Power Discoms

Last Updated on 17th December, 2021
5 minutes, 1 second

Description

Figure 2: No Copyright Infringement Intended

Context:

  • Recently, government told the parliament that Discoms have not been able to pay the generation companies for the power procured, and the outstanding payments to generation companies are estimated to be in excess of ₹1,56,000 crore.

Issues with Discoms:

Cross Subsidisation:

  • In India, electricity price for certain segments such as agriculture and the domestic category (what we use in our homes) is cross-subsidised by the industries (factories) and the commercial sector (shops, malls).
  • This affects the competitiveness of industry. While the government has started a process through which the extent of cross-subsidisation is gradually being reduced, this is easier said than done as states do not like to increase tariffs for politically sensitive constituents, such as farmers.

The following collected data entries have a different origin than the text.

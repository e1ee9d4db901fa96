//! Periodic prompt loop.

pub mod prompts;
pub mod scheduler;

pub use prompts::BUILTIN_PROMPTS;
pub use scheduler::{LoopHandle, LoopOptions, LoopScheduler};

Aggregate Technical and Commercial (AT&C) Losses:

  • The discoms suffer Aggregate Technical and Commercial (AT&C) Losses.
    • Technical Loss: It is due to the flow of power in transmission and distribution system. Almost 25% of the power is lost, and never gets billed.
    • Commercial Loss: It is due to the theft of electricity, deficiencies in metering, etc.

Gap Between Revenue realization and cost of supply:

  • The gap between the average per-unit cost of supply (ACS) and average revenue realised (ARR).
    • The remaining 75% is sold at prices that are much lower than the discoms’ procurement costs.
    • In almost every state, the increase in tariff rates is avoided because of the associated political costs.
    • Therefore, political unwillingness is at the heart of commercial losses. 

Government Steps to improve the functioning of Discoms:

  • To tide over the liquidity problems of increasing DISCOM payables to Gencos arising out of the outbreak of COVID-19 lockdowns, the Government of India has launched a Liquidity Infusion scheme under which DISCOMs are already availing benefits under the scheme tied to reforms.
  • The Government has also incentivised the DISCOMs to transform, reform and perform by linking 0.5% of the Additional borrowings linked to power sector reforms from FY 2022 to FY 2024.
  • Apart from the above, the Government of India has also launched the Revamped Reforms-Based Results-Linked Scheme, which allows the States to create infrastructure tied to initiation of Reforms and achievement of Results for improving their financial sustainability and operational efficiencies.
  • This scheme would be in operation till FY 2025-26, and includes a major component of prepaid Smart metering.

 

About Reforms Based Results Linked Scheme:

Targets:

  • Reduction of AT&C (aggregate technical & commercial) losses to pan-India levels of 12-15% by 2024-25.
  • Reduction of ACS-ARR gap (i.e. between the total cost of electricity and revenues generated from supplying power) to zero by 2024-25.
  • Developing institutional capabilities for modern discoms.
  • Improvement in the quality, reliability, and affordability of power supply to consumers through a financially sustainable and operationally efficient Distribution Sector.
  • Implementation of the Scheme would be based on the action plan worked out for each state rather than a “one-size-fits-all” approach.

Key Objectives:

  • The Scheme provides for annual appraisal of the DISCOM performanceagainst predefined and agreed upon performance trajectories.
  • The Scheme has a major focus on improving electricity supply for the farmers and for providing daytime electricity to them through solarization of agricultural feeders
  • A key feature of the Scheme is to enable consumer empowerment by way of prepaid Smart metering to be implemented in Public-Private-Partnership (PPP) mode.
  • it is also proposed to take up System metering at Feeder and Distribution Transformer (DT) level with communicating featuresimultaneously in PPP mode.